Medicare Advantage carriers also must get permission before sending enrollees requests to participate in grassroots advocacy efforts, and carriers must use their own money to finance any enrollee legislative outreach campaigns, according to Teresa DeCaro, acting director of the Medicare Drug and Health Plan Contract Administration Group at CMS.
Plan enrollees can provide consent for legislative outreach communications in writing, by telephone or through the Web, DeCaro writes in a memo issued Friday.
Carriers must agree not to use information collected in connection with legislative outreach efforts "to develop, market, or operate lines of business unrelated to their Medicare plan operations," DeCaro writes.
CMS officials issued the memo as they were backing away from efforts to punish Humana Inc., Louisville, Ky., for a move to communicate with enrollees about the possible effects of health reform legislation on the Medicare Advantage program.
In September, Humana told 900,000 Medicare Advantage enrollees that pending legislation could lead to program cutbacks.
At the time, CMS infuriated health reform opponents and others by issuing what critics called a "gag order" barring Medicare Advantage carrier legislative mailings to plan enrollees.
CMS now has sent Humana a "notice of non-compliance" in response to the mailing.

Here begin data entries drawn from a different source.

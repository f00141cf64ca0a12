use serde::{Deserialize, Serialize};

use crate::combine::BlendWeights;
use crate::distance::{LabelMismatchPolicy, WeightTable};
use crate::error::Result;
use crate::normalize::DegenerateAxisPolicy;

/// Tunables for a face comparison.
///
/// Every field has a default, so a config file only needs the fields it
/// changes:
///
/// ```json
/// { "degenerate_axis": "reject", "blend": { "distance": 0.6, "angle": 0.4 } }
/// ```
#[derive(Debug, Clone, Copy, PartialEq, Default, Serialize, Deserialize)]
#[serde(default)]
pub struct ScoringConfig {
    /// Per-label weights for the distance score.
    pub weights: WeightTable,
    /// How the distance and angle scores are blended.
    pub blend: BlendWeights,
    pub degenerate_axis: DegenerateAxisPolicy,
    pub label_mismatch: LabelMismatchPolicy,
}

impl ScoringConfig {
    pub fn validate(&self) -> Result<()> {
        // Weight tables are checked on construction
        self.blend.validate()
    }

    pub fn with_weights(mut self, weights: WeightTable) -> Self {
        self.weights = weights;
        self
    }

    pub fn with_blend(mut self, blend: BlendWeights) -> Self {
        self.blend = blend;
        self
    }

    pub fn with_degenerate_axis(mut self, policy: DegenerateAxisPolicy) -> Self {
        self.degenerate_axis = policy;
        self
    }

    pub fn with_label_mismatch(mut self, policy: LabelMismatchPolicy) -> Self {
        self.label_mismatch = policy;
        self
    }
}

CMS has concerns about the "inappropriate distribution of marketing material to Medicare enrollees in violation of your organization's data use agreement with CMS, as well as statutory and regulatory authority and CMS marketing guidelines," DeCaro writes in the notice.
A message on the envelope told recipients that the envelope contained "important information about your Medicare Advantage plan–open today!" Instead of providing information about Humana Medicare Advantage services, the September mailing "set forth Humana's views on pending legislation, and called on beneficiaries to write their members of Congress," DeCaro writes.
But the notice of non-compliance carries no sanctions, and CMS has dropped further efforts to punish Humana.